The above illustrates a simple channel implemented pool. The first implementation was a sync.Pool. After further profiling however implementing our own proved to be easier on the heap.

After plumbing the requst pool into the rest of the code pprof reports a much nicer result.

(pprof) list \.Lock
Total: 80.06MB
ROUTINE ======================== github.com/ldelossa/distlock.(*Manager).Lock in /home/louis/git/go/distlock/manager.go
       1MB        1MB (flat, cum)  1.25% of Total
         .          .     89:		return resp.ctx, func() {}
         .          .     90:	}
         .          .     91:
         .          .     92:	m.propagateCancel(ctx, resp.ctx, key)
         .          .     93:
       1MB        1MB     94:	return resp.ctx, func() {
         .          .     95:		m.unlock(key)
         .          .     96:	}
         .          .     97:}
         .          .     98:
         .          .     99:func (m *Manager) propagateCancel(parent context.Context, child context.Context, key string) {

A PGX Trick

Removing the cost of the response-request model was a good win but there is still more to tune.

Lets generate a graph of our call stack and associated allocations.

❯ go tool pprof -svg distlock.test memprofile.out

photo of high PGX allocations

The above diagram is showing a large amount of allocations in PGX's getRows method.

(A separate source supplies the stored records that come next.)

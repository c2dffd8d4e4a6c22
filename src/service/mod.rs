pub mod wire;

use std::net::SocketAddr;

use anyhow::{Context, Result};
use tracing::{info, warn};

use crate::config::AppConfig;
use crate::interface::grpc::server::GrpcServer;

pub struct StoreServiceApp {
    grpc_server: GrpcServer,
}

impl StoreServiceApp {
    pub async fn new(app_config: &AppConfig) -> Result<Self> {
        let address = app_config
            .server
            .socket_addr()
            .context("invalid store server address")?;

        let context = wire::initialize(app_config).await?;
        let grpc_server = GrpcServer::new(context.handler, context.interceptor, address);

        Ok(Self { grpc_server })
    }

    pub async fn run(&self) -> Result<()> {
        info!(address = %self.grpc_server.address(), "Starting store service");
        self.grpc_server.run_with_shutdown(shutdown_signal()).await?;
        info!("Store service stopped");
        Ok(())
    }

    pub fn address(&self) -> SocketAddr {
        self.grpc_server.address()
    }
}

async fn shutdown_signal() {
    let ctrl_c = async {
        if let Err(err) = tokio::signal::ctrl_c().await {
            warn!(error = %err, "failed to listen for ctrl-c");
            std::future::pending::<()>().await;
        }
    };

    #[cfg(unix)]
    let terminate = async {
        use tokio::signal::unix::{SignalKind, signal};

        match signal(SignalKind::terminate()) {
            Ok(mut stream) => {
                stream.recv().await;
            }
            Err(err) => {
                warn!(error = %err, "failed to listen for SIGTERM");
                std::future::pending::<()>().await;
            }
        }
    };

    #[cfg(not(unix))]
    let terminate = std::future::pending::<()>();

    tokio::select! {
        _ = ctrl_c => {},
        _ = terminate => {},
    }

    info!("Shutdown signal received, draining in-flight requests");
}
//! 门店服务配置模块
//!
//! 配置按以下顺序叠加（后者覆盖前者）：
//! 1. 内置默认值
//! 2. `config/base.toml`（或单个 `config.toml`）
//! 3. 同目录下的 `environments/{环境}.toml`
//! 4. 环境变量
//!
//! 加载发生在日志初始化之前，过程中的告警随结果返回，由调用方在日志就绪后输出。

use std::env;
use std::fs;
use std::net::SocketAddr;
use std::path::{Path, PathBuf};

use anyhow::{Context, Result, bail};
use serde::Deserialize;
use toml::Value;

mod manager;
pub use manager::ConfigManager;

pub const DEFAULT_SERVICE_NAME: &str = "omnipos-store-service";
pub const DEFAULT_ENVIRONMENT: &str = "development";
pub const DEFAULT_PORT: u16 = 50055;
pub const DEFAULT_TENANT_HEADER: &str = "x-tenant-id";

/// 服务基本信息
#[derive(Debug, Clone, Deserialize)]
#[serde(default)]
pub struct ServiceConfig {
    /// 服务名称
    pub name: String,
    /// 运行环境（development / staging / production）
    pub environment: String,
}

impl Default for ServiceConfig {
    fn default() -> Self {
        Self {
            name: DEFAULT_SERVICE_NAME.to_string(),
            environment: DEFAULT_ENVIRONMENT.to_string(),
        }
    }
}

impl ServiceConfig {
    pub fn is_development(&self) -> bool {
        self.environment.eq_ignore_ascii_case(DEFAULT_ENVIRONMENT)
    }
}

/// gRPC 监听配置
#[derive(Debug, Clone, Deserialize)]
#[serde(default)]
pub struct ServerConfig {
    pub address: String,
    pub port: u16,
}

impl Default for ServerConfig {
    fn default() -> Self {
        Self {
            address: "0.0.0.0".to_string(),
            port: DEFAULT_PORT,
        }
    }
}

impl ServerConfig {
    pub fn socket_addr(&self) -> Result<SocketAddr> {
        format!("{}:{}", self.address, self.port)
            .parse()
            .with_context(|| format!("invalid server address {}:{}", self.address, self.port))
    }
}

/// 日志输出格式
#[derive(Debug, Clone, Copy, PartialEq, Eq, Deserialize)]
#[serde(rename_all = "lowercase")]
pub enum LogFormat {
    Text,
    Json,
}

impl LogFormat {
    pub fn parse(raw: &str) -> Option<Self> {
        match raw.trim().to_ascii_lowercase().as_str() {
            "text" | "pretty" | "console" => Some(LogFormat::Text),
            "json" => Some(LogFormat::Json),
            _ => None,
        }
    }
}

/// 日志配置
#[derive(Debug, Clone, Deserialize)]
#[serde(default)]
pub struct LoggingConfig {
    /// 日志级别（`RUST_LOG` 优先）
    pub level: String,
    /// 未设置时开发环境使用文本，其余环境使用 JSON
    pub format: Option<LogFormat>,
    pub with_target: bool,
    pub with_thread_ids: bool,
    pub with_file: bool,
    pub with_line_number: bool,
}

impl Default for LoggingConfig {
    fn default() -> Self {
        Self {
            level: "debug".to_string(),
            format: None,
            with_target: true,
            with_thread_ids: false,
            with_file: false,
            with_line_number: false,
        }
    }
}

/// PostgreSQL 配置
#[derive(Debug, Clone, Deserialize)]
pub struct PostgresConfig {
    /// 数据库连接 URL
    pub url: String,
    /// 最大连接数
    #[serde(default)]
    pub max_connections: Option<u32>,
    /// 最小连接数
    #[serde(default)]
    pub min_connections: Option<u32>,
    /// 获取连接超时时间（秒）
    #[serde(default)]
    pub acquire_timeout_secs: Option<u64>,
    /// 启动时创建表结构
    #[serde(default = "default_true")]
    pub init_schema: bool,
}

impl Default for PostgresConfig {
    fn default() -> Self {
        Self {
            url: String::new(),
            max_connections: None,
            min_connections: None,
            acquire_timeout_secs: None,
            init_schema: true,
        }
    }
}

/// 租户隔离配置
#[derive(Debug, Clone, Deserialize)]
#[serde(default)]
pub struct TenancyConfig {
    /// 携带租户ID的元数据键（小写）
    pub header: String,
    /// 为 true 时跨租户访问对外返回 NOT_FOUND，不暴露门店是否存在
    pub conceal_foreign_stores: bool,
}

impl Default for TenancyConfig {
    fn default() -> Self {
        Self {
            header: DEFAULT_TENANT_HEADER.to_string(),
            conceal_foreign_stores: false,
        }
    }
}
//! Wire 风格的依赖注入模块
//!
//! 按依赖顺序构建所有组件：仓储 → 领域服务 → 命令/查询处理器 → gRPC 处理器 + 拦截器

use std::sync::Arc;

use anyhow::{Context, Result};
use tracing::{info, warn};

use crate::application::handlers::{StoreCommandHandler, StoreQueryHandler};
use crate::config::{AppConfig, TenancyConfig};
use crate::domain::repository::StoreRepository;
use crate::domain::service::StoreDomainService;
use crate::infrastructure::persistence::{InMemoryStoreRepository, PostgresStoreRepository};
use crate::interface::grpc::handler::StoreGrpcHandler;
use crate::interface::interceptor::TenantInterceptor;

/// 应用上下文 - 包含所有已初始化的服务
pub struct ApplicationContext {
    pub handler: StoreGrpcHandler,
    pub interceptor: TenantInterceptor,
    pub repository: Arc<dyn StoreRepository>,
}

/// 构建应用上下文
///
/// 配置了 PostgreSQL 时连接数据库（可选建表），否则退回到进程内仓储。
pub async fn initialize(app_config: &AppConfig) -> Result<ApplicationContext> {
    let repository: Arc<dyn StoreRepository> = match &app_config.postgres {
        Some(postgres) => {
            let repo = PostgresStoreRepository::connect(postgres)
                .await
                .context("Failed to connect to PostgreSQL")?;
            if postgres.init_schema {
                repo.init_schema()
                    .await
                    .context("Failed to initialize stores schema")?;
            }
            info!("Using PostgreSQL store repository");
            Arc::new(repo)
        }
        None => {
            warn!("PostgreSQL not configured, using in-memory store repository (data is not persisted)");
            Arc::new(InMemoryStoreRepository::new())
        }
    };

    Ok(assemble(repository, &app_config.tenancy))
}

/// 在给定仓储之上组装其余组件
pub fn assemble(repository: Arc<dyn StoreRepository>, tenancy: &TenancyConfig) -> ApplicationContext {
    let domain_service = Arc::new(StoreDomainService::new(repository.clone()));
    let command_handler = Arc::new(StoreCommandHandler::new(domain_service.clone()));
    let query_handler = Arc::new(StoreQueryHandler::new(domain_service));

    ApplicationContext {
        handler: StoreGrpcHandler::new(
            command_handler,
            query_handler,
            tenancy.conceal_foreign_stores,
        ),
        interceptor: TenantInterceptor::new(tenancy.header.clone()),
        repository,
    }
}
use omnipos_store_service::config::load_config;
use omnipos_store_service::service::StoreServiceApp;
use omnipos_store_service::tracing::init_tracing_from_config;
use tracing::{info, warn};

#[tokio::main]
async fn main() -> anyhow::Result<()> {
    let loaded = load_config(None);
    let app_config = loaded.config;
    init_tracing_from_config(Some(&app_config.logging), app_config.log_format());

    // 日志就绪前产生的配置告警
    for warning in &loaded.warnings {
        warn!("{warning}");
    }

    info!(
        service = %app_config.service.name,
        environment = %app_config.service.environment,
        "Loaded configuration"
    );

    let app = StoreServiceApp::new(&app_config).await?;
    app.run().await
}
use std::sync::Arc;

use chrono::{DateTime, Utc};
use prost_types::Timestamp;
use tonic::{Request, Response, Status};
use tracing::{Level, debug, error};

use crate::application::commands::{CreateStoreCommand, DeleteStoreCommand, UpdateStoreCommand};
use crate::application::handlers::{StoreCommandHandler, StoreQueryHandler};
use crate::application::queries::{GetStoreQuery, ListStoresQuery};
use crate::context::Context;
use crate::domain::model::Store;
use crate::error::StoreError;
use crate::interface::grpc::status::store_error_to_status;
use crate::interface::interceptor::request_context;
use crate::proto::StoreService;
use crate::proto::store::v1::{
    CreateStoreRequest, CreateStoreResponse, DeleteStoreRequest, DeleteStoreResponse,
    GetStoreRequest, GetStoreResponse, ListStoresRequest, ListStoresResponse,
    Store as ProtoStore, UpdateStoreRequest, UpdateStoreResponse,
};

#[derive(Clone)]
pub struct StoreGrpcHandler {
    command_handler: Arc<StoreCommandHandler>,
    query_handler: Arc<StoreQueryHandler>,
    conceal_foreign_stores: bool,
}

impl StoreGrpcHandler {
    pub fn new(
        command_handler: Arc<StoreCommandHandler>,
        query_handler: Arc<StoreQueryHandler>,
        conceal_foreign_stores: bool,
    ) -> Self {
        Self {
            command_handler,
            query_handler,
            conceal_foreign_stores,
        }
    }

    fn reject(&self, ctx: &Context, operation: &'static str, err: StoreError) -> Status {
        if rejection_level(&err) == Level::ERROR {
            error!(
                request_id = %ctx.request_id(),
                operation,
                error = %err,
                "store operation failed"
            );
        } else {
            debug!(
                request_id = %ctx.request_id(),
                operation,
                kind = err.kind().as_str(),
                error = %err,
                "store request rejected"
            );
        }
        store_error_to_status(&err, self.conceal_foreign_stores)
    }
}

/// 越权访问已在领域层记录，业务拒绝只记 debug，服务端故障记 error
fn rejection_level(err: &StoreError) -> Level {
    match err {
        StoreError::Persistence(_) | StoreError::Internal(_) => Level::ERROR,
        StoreError::Unauthenticated(_) | StoreError::NotFound(_) | StoreError::PermissionDenied(_) => {
            Level::DEBUG
        }
    }
}

#[tonic::async_trait]
impl StoreService for StoreGrpcHandler {
    async fn create_store(
        &self,
        request: Request<CreateStoreRequest>,
    ) -> Result<Response<CreateStoreResponse>, Status> {
        let ctx = request_context(&request);
        let req = request.into_inner();

        let store = self
            .command_handler
            .handle_create_store(
                &ctx,
                CreateStoreCommand {
                    name: req.name,
                    address: req.address,
                    phone: req.phone,
                },
            )
            .await
            .map_err(|err| match err {
                StoreError::Persistence(source) => {
                    error!(request_id = %ctx.request_id(), error = %source, "failed to create store");
                    store_error_to_status(
                        &StoreError::Internal("failed to create store".into()),
                        self.conceal_foreign_stores,
                    )
                }
                other => self.reject(&ctx, "create_store", other),
            })?;

        Ok(Response::new(CreateStoreResponse {
            store: Some(proto_store(store)),
        }))
    }

    async fn get_store(
        &self,
        request: Request<GetStoreRequest>,
    ) -> Result<Response<GetStoreResponse>, Status> {
        let ctx = request_context(&request);
        let req = request.into_inner();

        let store = self
            .query_handler
            .handle_get_store(&ctx, GetStoreQuery { store_id: req.id })
            .await
            .map_err(|err| self.reject(&ctx, "get_store", err))?;

        Ok(Response::new(GetStoreResponse {
            store: Some(proto_store(store)),
        }))
    }

    async fn list_stores(
        &self,
        request: Request<ListStoresRequest>,
    ) -> Result<Response<ListStoresResponse>, Status> {
        let ctx = request_context(&request);
        let req = request.into_inner();

        let page = self
            .query_handler
            .handle_list_stores(
                &ctx,
                ListStoresQuery {
                    page: req.page,
                    page_size: req.page_size,
                },
            )
            .await
            .map_err(|err| self.reject(&ctx, "list_stores", err))?;

        Ok(Response::new(ListStoresResponse {
            stores: page.stores.into_iter().map(proto_store).collect(),
            total: i64::try_from(page.total).unwrap_or(i64::MAX),
            page: i32::try_from(page.pagination.page).unwrap_or(i32::MAX),
            page_size: i32::try_from(page.pagination.page_size).unwrap_or(i32::MAX),
        }))
    }

    async fn update_store(
        &self,
        request: Request<UpdateStoreRequest>,
    ) -> Result<Response<UpdateStoreResponse>, Status> {
        let ctx = request_context(&request);
        let req = request.into_inner();

        let store = self
            .command_handler
            .handle_update_store(
                &ctx,
                UpdateStoreCommand {
                    store_id: req.id,
                    name: req.name,
                    address: req.address,
                    phone: req.phone,
                },
            )
            .await
            .map_err(|err| self.reject(&ctx, "update_store", err))?;

        Ok(Response::new(UpdateStoreResponse {
            store: Some(proto_store(store)),
        }))
    }

    async fn delete_store(
        &self,
        request: Request<DeleteStoreRequest>,
    ) -> Result<Response<DeleteStoreResponse>, Status> {
        let ctx = request_context(&request);
        let req = request.into_inner();

        self.command_handler
            .handle_delete_store(&ctx, DeleteStoreCommand { store_id: req.id })
            .await
            .map_err(|err| self.reject(&ctx, "delete_store", err))?;

        Ok(Response::new(DeleteStoreResponse { success: true }))
    }
}

fn proto_timestamp(value: DateTime<Utc>) -> Timestamp {
    Timestamp {
        seconds: value.timestamp(),
        nanos: value.timestamp_subsec_nanos() as i32,
    }
}

fn proto_store(store: Store) -> ProtoStore {
    ProtoStore {
        id: store.id,
        tenant_id: store.tenant_id,
        name: store.name,
        address: store.address,
        phone: store.phone,
        created_at: Some(proto_timestamp(store.created_at)),
        updated_at: Some(proto_timestamp(store.updated_at)),
    }
}

#[cfg(test)]
mod tests {
    use super::*;
    use crate::domain::service::StoreDomainService;
    use crate::infrastructure::persistence::InMemoryStoreRepository;
    use tonic::Code;

    fn handler(conceal_foreign_stores: bool) -> StoreGrpcHandler {
        let repository = Arc::new(InMemoryStoreRepository::new());
        let domain_service = Arc::new(StoreDomainService::new(repository));
        StoreGrpcHandler::new(
            Arc::new(StoreCommandHandler::new(domain_service.clone())),
            Arc::new(StoreQueryHandler::new(domain_service)),
            conceal_foreign_stores,
        )
    }

    fn tenant_request<T>(tenant_id: &str, message: T) -> Request<T> {
        let mut request = Request::new(message);
        request
            .extensions_mut()
            .insert(Context::root().with_request_id("test").with_tenant_id(tenant_id));
        request
    }

    async fn create(handler: &StoreGrpcHandler, tenant_id: &str, name: &str) -> ProtoStore {
        handler
            .create_store(tenant_request(
                tenant_id,
                CreateStoreRequest {
                    name: name.into(),
                    address: "1 Main St".into(),
                    phone: "555-0100".into(),
                },
            ))
            .await
            .unwrap()
            .into_inner()
            .store
            .unwrap()
    }

    #[test]
    fn only_server_faults_are_logged_as_errors() {
        use crate::error::RepositoryError;

        assert_eq!(rejection_level(&StoreError::PermissionDenied("s-1".into())), Level::DEBUG);
        assert_eq!(rejection_level(&StoreError::NotFound("s-1".into())), Level::DEBUG);
        assert_eq!(
            rejection_level(&StoreError::Unauthenticated("missing tenant".into())),
            Level::DEBUG
        );
        assert_eq!(
            rejection_level(&StoreError::Persistence(RepositoryError::NoRows)),
            Level::ERROR
        );
        assert_eq!(rejection_level(&StoreError::Internal("boom".into())), Level::ERROR);
    }

    #[tokio::test]
    async fn create_fills_server_fields() {
        let handler = handler(false);

        let store = create(&handler, "T1", "Downtown").await;
        assert!(!store.id.is_empty());
        assert_eq!(store.tenant_id, "T1");
        assert_eq!(store.created_at, store.updated_at);
        assert!(store.created_at.is_some());
    }

    #[tokio::test]
    async fn foreign_store_is_denied_or_concealed() {
        for (conceal, code) in [(false, Code::PermissionDenied), (true, Code::NotFound)] {
            let handler = handler(conceal);
            let store = create(&handler, "T1", "Downtown").await;

            let status = handler
                .get_store(tenant_request("T2", GetStoreRequest { id: store.id }))
                .await
                .unwrap_err();
            assert_eq!(status.code(), code);
        }
    }

    #[tokio::test]
    async fn list_echoes_normalized_paging() {
        let handler = handler(false);
        create(&handler, "T1", "Downtown").await;

        let response = handler
            .list_stores(tenant_request(
                "T1",
                ListStoresRequest {
                    page: 0,
                    page_size: -5,
                },
            ))
            .await
            .unwrap()
            .into_inner();

        assert_eq!(response.total, 1);
        assert_eq!(response.page, 1);
        assert_eq!(response.page_size, 10);
        assert_eq!(response.stores.len(), 1);
    }

    #[tokio::test]
    async fn delete_then_get_is_not_found() {
        let handler = handler(false);
        let store = create(&handler, "T1", "Downtown").await;

        let response = handler
            .delete_store(tenant_request("T1", DeleteStoreRequest { id: store.id.clone() }))
            .await
            .unwrap()
            .into_inner();
        assert!(response.success);

        let status = handler
            .get_store(tenant_request("T1", GetStoreRequest { id: store.id }))
            .await
            .unwrap_err();
        assert_eq!(status.code(), Code::NotFound);
    }

    #[tokio::test]
    async fn request_without_context_is_unauthenticated() {
        let handler = handler(false);

        let status = handler
            .list_stores(Request::new(ListStoresRequest::default()))
            .await
            .unwrap_err();
        assert_eq!(status.code(), Code::Unauthenticated);
    }
}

Its not rare for methods dealing with serialization to and from the database to allocate heavily. But it would be nice if we could eliminate this.

Getting a session pg advisory lock typically looks like this.

SELECT pg_try_advisory_lock($1);
SELECT pg_advisory_unlock($1);

Both lock functions return a table expression resulting in a true or a false.

An optimization we can make is changing these queries to only return a row if the lock function returns true. Our application logic can then simply check whether any rows are returned and not read the contents.

First lets fix our queries.

SELECT lock FROM pg_try_advisory_lock($1) lock WHERE lock = true;
SELECT lock FROM pg_advisory_unlock($1) lock WHERE lock = true;

A slight modification allows us to only return rows if the lock function returns true.

The next step is to short circuit the PGX library from reading the rows. This took a bit of library spelunking but I eventually discovered this...

rr := m.conn.PgConn().ExecParams(ctx,
    trySessionUnlock,
    [][]byte{
        keyify(key),
    },
    nil,
    []int16{1},
    nil)
tag, err := rr.Close()
if err != nil {
    return response{false, nil, err}
}
if tag.RowsAffected() == 0 {
    return response{false, nil, fmt.Errorf("unlock of key %s returned false", key)}
}

By using the lower level PgConn object we can exec our queries, get a response writer, and immediately close it to obtain the command tag. The command tag tells us if any rows were affected by the exec. This effectively tells us whether the lock was obtained or not in a somewhat indirect way.

Let's take a new 1 minute memory profile to see how this effects our heap.

photo of high PGX allocations

Notice the large improvement achieved.

We can also compare the benchmark output.

85149            890605 ns/op            1288 B/op         21 allocs/op

Where PGX was reading the rows.

58051           1238353 ns/op             517 B/op         11 allocs/op

By eliminating the reading of rows we perform many more cycles and cut our allocation in roughly half.

Disclaimer on optimization

Is it worth to dig this deep into your allocations? Depends. If you know the code you are writing will be in the "hot-path" its empowering to know what your allocation profile looks like. Learning the skills to performance tune is addicting and powerful but writing code that can be read and easily maintained should always be the first goal. That being said I do think every engineer should go down the rabbit hole at least once. Its a lot of fun.